Atitude Popular

Lula acusa Trump de propor “nova ONU” sob controle dos EUA

Da Redação

O presidente Luiz Inácio Lula da Silva afirmou que o presidente dos Estados Unidos, Donald Trump, estaria propondo a criação de uma “nova ONU” — um organismo paralelo supostamente liderado apenas por ele — em vez de promover reformas no sistema multilateral, gerando críticas sobre unilateralismo e o futuro da cooperação global.

O presidente Luiz Inácio Lula da Silva criticou duramente uma proposta associada ao presidente dos Estados Unidos, Donald Trump, afirmando que este estaria tentando criar uma espécie de nova Organização das Nações Unidas (ONU) em que teria controle preponderante ou seria “o dono” da instituição, em vez de trabalhar pela reforma e fortalecimento do multilateralismo global. A declaração foi feita durante o encerramento de um evento político em Salvador, na Bahia, onde Lula abordou o tema de política internacional e a situação atual da governança multilateral.

Segundo Lula, a iniciativa — vinculada ao que tem sido chamado de Conselho da Paz (Board of Peace), lançado recentemente pelo governo norte-americano — representa uma tentativa de criar um organismo global alternativo à ONU, no qual Trump teria poder concentrado, numa crítica que marca uma forte discordância com a maneira como os Estados Unidos têm atuado no cenário internacional. Para o presidente brasileiro, isso demonstra uma substituição progressiva do multilateralismo tradicional por abordagens unilaterais baseadas em “lei do mais forte” nas relações entre países.

Lula também apontou que a Carta das Nações Unidas, o principal documento fundador do sistema multilateral moderno, estaria sendo “rasgada” por abordagens que priorizam interesses de poucas potências, o que ele considera um retrocesso histórico. Desde o início de sua carreira política, inclusive durante mandatos anteriores, Lula defendeu reformas na ONU — inclusive a ampliação do Conselho de Segurança com novos membros permanentes como Brasil, México e países da África — como forma de tornar a organização mais representativa do mundo atual.

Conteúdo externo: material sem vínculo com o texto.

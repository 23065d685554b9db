pub mod config;
pub mod error;
pub mod ids;

pub use config::*;
pub use error::*;
pub use ids::*;
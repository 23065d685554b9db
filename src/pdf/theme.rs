use printpdf::{Color, Rgb};
use rand::seq::SliceRandom;
use rand::Rng;

/// A named palette of colors applied uniformly to one invoice.
#[derive(Debug, Clone, Copy, PartialEq)]
pub struct Theme {
    pub background: &'static str,
    pub header: &'static str,
    pub accent: &'static str,
}

pub const THEMES: [Theme; 10] = [
    Theme { background: "#f5f0e6", header: "#2c3e50", accent: "#c4d7c8" },
    Theme { background: "#eef4ff", header: "#355c7d", accent: "#cde3ff" },
    Theme { background: "#f1fff4", header: "#2d6a4f", accent: "#c8f7d2" },
    Theme { background: "#fff4fb", header: "#6a4c93", accent: "#f1d4ff" },
    Theme { background: "#fff9f0", header: "#8d5524", accent: "#ffe3c8" },
    Theme { background: "#fff5f0", header: "#b56576", accent: "#ffd6d6" },
    Theme { background: "#f0fff9", header: "#1b4332", accent: "#b7efc5" },
    Theme { background: "#f3f0ff", header: "#5f0f40", accent: "#d0bdf4" },
    Theme { background: "#fffce0", header: "#b08968", accent: "#ffe5b4" },
    Theme { background: "#f0faff", header: "#0077b6", accent: "#caf0f8" },
];

impl Theme {
    /// Pure selection over the fixed palette from a random draw.
    pub fn pick<R: Rng + ?Sized>(rng: &mut R) -> Theme {
        *THEMES.choose(rng).unwrap_or(&THEMES[0])
    }
}

/// Parse a `#rrggbb` string into a printpdf color. Unparseable channels
/// fall back to zero rather than failing the render.
pub fn hex_color(hex: &str) -> Color {
    let hex = hex.trim_start_matches('#');
    let channel = |i: usize| -> f32 {
        hex.get(i..i + 2)
            .and_then(|s| u8::from_str_radix(s, 16).ok())
            .unwrap_or(0) as f32
            / 255.0
    };
    Color::Rgb(Rgb::new(channel(0) as _, channel(2) as _, channel(4) as _, None))
}
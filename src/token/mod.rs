//! Signed download links: an HS256 JWT binding a file path, an order id and
//! an expiry instant to the server's shared secret. Verification is a pure
//! function of the token, the secret and the clock; there is no server-side
//! registry and no revocation before natural expiry.

use chrono::{DateTime, Utc};
use jsonwebtoken::errors::ErrorKind;
use jsonwebtoken::{decode, encode, Algorithm, DecodingKey, EncodingKey, Header, Validation};
use serde::{Deserialize, Serialize};
use thiserror::Error;

#[derive(Debug, Clone, Serialize, Deserialize)]
pub struct DownloadClaims {
    /// Path of the generated invoice file.
    pub file: String,
    /// Order id the file belongs to.
    pub order: String,
    /// Expiry as a unix timestamp.
    pub exp: i64,
}

#[derive(Debug, Error)]
pub enum TokenError {
    #[error("link expired")]
    Expired,
    #[error("invalid link")]
    Invalid,
}

pub fn issue(
    secret: &str,
    file: &str,
    order_id: &str,
    expires_at: DateTime<Utc>,
) -> anyhow::Result<String> {
    let claims = DownloadClaims {
        file: file.to_string(),
        order: order_id.to_string(),
        exp: expires_at.timestamp(),
    };
    let token = encode(
        &Header::default(),
        &claims,
        &EncodingKey::from_secret(secret.as_bytes()),
    )?;
    Ok(token)
}

/// Decode and validate signature and expiry. An expired signature is reported
/// distinctly from a tampered or malformed one.
pub fn verify(secret: &str, token: &str) -> Result<DownloadClaims, TokenError> {
    let mut validation = Validation::new(Algorithm::HS256);
    validation.leeway = 0;

    decode::<DownloadClaims>(
        token,
        &DecodingKey::from_secret(secret.as_bytes()),
        &validation,
    )
    .map(|data| data.claims)
    .map_err(|err| match err.kind() {
        ErrorKind::ExpiredSignature => TokenError::Expired,
        _ => TokenError::Invalid,
    })
}

#[cfg(test)]
mod tests {
    use super::*;
    use chrono::Duration;

    const SECRET: &str = "unit-test-secret";

    /// Flip the first character of the signature segment.
    fn tamper(token: &str) -> String {
        let dot = token.rfind('.').unwrap();
        let mut out = String::from(&token[..=dot]);
        let sig = &token[dot + 1..];
        let flipped = if sig.starts_with('A') { 'B' } else { 'A' };
        out.push(flipped);
        out.push_str(&sig[1..]);
        out
    }

    #[test]
    fn roundtrip_before_expiry() {
        let token = issue(SECRET, "invoices/INV1.pdf", "INV1", Utc::now() + Duration::minutes(30))
            .unwrap();
        let claims = verify(SECRET, &token).unwrap();
        assert_eq!(claims.file, "invoices/INV1.pdf");
        assert_eq!(claims.order, "INV1");
    }

    #[test]
    fn expired_token_is_expired_not_invalid() {
        let token =
            issue(SECRET, "invoices/INV1.pdf", "INV1", Utc::now() - Duration::hours(1)).unwrap();
        let err = verify(SECRET, &token).unwrap_err();
        assert!(matches!(err, TokenError::Expired));
    }

    #[test]
    fn tampered_signature_is_invalid_not_expired() {
        // Even with an expiry already in the past, a bad signature must win.
        let token =
            issue(SECRET, "invoices/INV1.pdf", "INV1", Utc::now() - Duration::hours(1)).unwrap();
        let err = verify(SECRET, &tamper(&token)).unwrap_err();
        assert!(matches!(err, TokenError::Invalid));
    }

    #[test]
    fn wrong_secret_is_invalid() {
        let token = issue(SECRET, "invoices/INV1.pdf", "INV1", Utc::now() + Duration::minutes(30))
            .unwrap();
        let err = verify("some-other-secret", &token).unwrap_err();
        assert!(matches!(err, TokenError::Invalid));
    }

    #[test]
    fn garbage_is_invalid() {
        let err = verify(SECRET, "not-a-token").unwrap_err();
        assert!(matches!(err, TokenError::Invalid));
    }
}
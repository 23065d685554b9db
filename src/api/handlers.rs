use actix_web::http::header::{ContentDisposition, DispositionParam, DispositionType};
use actix_web::{web, HttpResponse};
use chrono::{Duration, Utc};
use serde::Serialize;
use std::path::Path;

use crate::models::Order;
use crate::token;

use super::error::{ApiError, ApiResult};
use super::state::ApiState;

#[derive(Debug, Serialize)]
#[serde(rename_all = "camelCase")]
pub struct InvoiceResponse {
    pub order_id: String,
    pub total: f64,
    pub token: String,
}

/// Render an invoice for the submitted order and hand back a signed,
/// time-limited download token alongside the computed total.
pub async fn generate_invoice(
    data: web::Json<Order>,
    state: web::Data<ApiState>,
) -> ApiResult<HttpResponse> {
    let order = data.into_inner();
    if order.items.is_empty() {
        return Err(ApiError::bad_request("Invalid order data"));
    }

    let artifact = state.generator.render(&order).map_err(|e| {
        tracing::error!("failed to render invoice: {}", e);
        ApiError::from(e)
    })?;

    let expires_at = Utc::now() + Duration::minutes(state.config.token_ttl_minutes);
    let token = token::issue(
        &state.config.jwt_secret,
        &artifact.path.to_string_lossy(),
        &artifact.order_id,
        expires_at,
    )?;

    tracing::info!(order_id = %artifact.order_id, pages = artifact.pages, "invoice generated");

    Ok(HttpResponse::Ok().json(InvoiceResponse {
        order_id: artifact.order_id,
        total: artifact.total,
        token,
    }))
}

/// Verify a download token and stream the referenced invoice as an
/// attachment.
pub async fn download_invoice(
    path: web::Path<String>,
    state: web::Data<ApiState>,
) -> ApiResult<HttpResponse> {
    let claims = token::verify(&state.config.jwt_secret, &path.into_inner())?;

    let file = Path::new(&claims.file);
    if tokio::fs::metadata(file).await.is_err() {
        return Err(ApiError::not_found("File not found"));
    }
    let bytes = tokio::fs::read(file).await?;

    Ok(HttpResponse::Ok()
        .content_type("application/pdf")
        .insert_header(ContentDisposition {
            disposition: DispositionType::Attachment,
            parameters: vec![DispositionParam::Filename(format!("{}.pdf", claims.order))],
        })
        .body(bytes))
}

A crítica presidencial ocorre em um contexto em que a iniciativa liderada por Trump, oficialmente lançada como um mecanismo voltado inicialmente ao cessar-fogo e à reconstrução da Faixa de Gaza, teria ampliado seu escopo para atuação em outras áreas de resolução de conflitos globais e convoca adesões de diferentes países. Essa organização paralela tem enfrentado ceticismo, com múltiplos líderes internacionais optando por não aderir ou fazendo críticas à sua estrutura — inclusive à exigência de grandes contribuições financeiras e ao papel destacado de Trump como presidente vitalício de sua carta interna.

Lula afirmou que, diante dessa conjuntura, tem intensificado conversas diplomáticas com chefes de Estado e liderança de outras nações — incluindo dirigentes de China, Rússia, Índia e México — para construir uma resposta internacional que reforce o multilateralismo tradicional, evite a fragmentação do sistema global e impeça que iniciativas unilaterais substituam instituições com mandato universal como a ONU.

O posicionamento do presidente brasileiro sublinha uma tensão crescente nas relações internacionais entre visões distintos de governança global — de um lado, a defesa de estruturas amplas, inclusivas e baseadas em normas consagradas desde o pós-Segunda Guerra Mundial; de outro, propostas que priorizam soluções alternativas e organismos novos com liderança concentrada. O debate sobre o futuro do multilateralismo tem implicações diretas em temas como segurança coletiva, resolução de conflitos, reforma de instituições internacionais e a maneira como países do Sul Global se posicionam em relação às grandes potências tradicionais.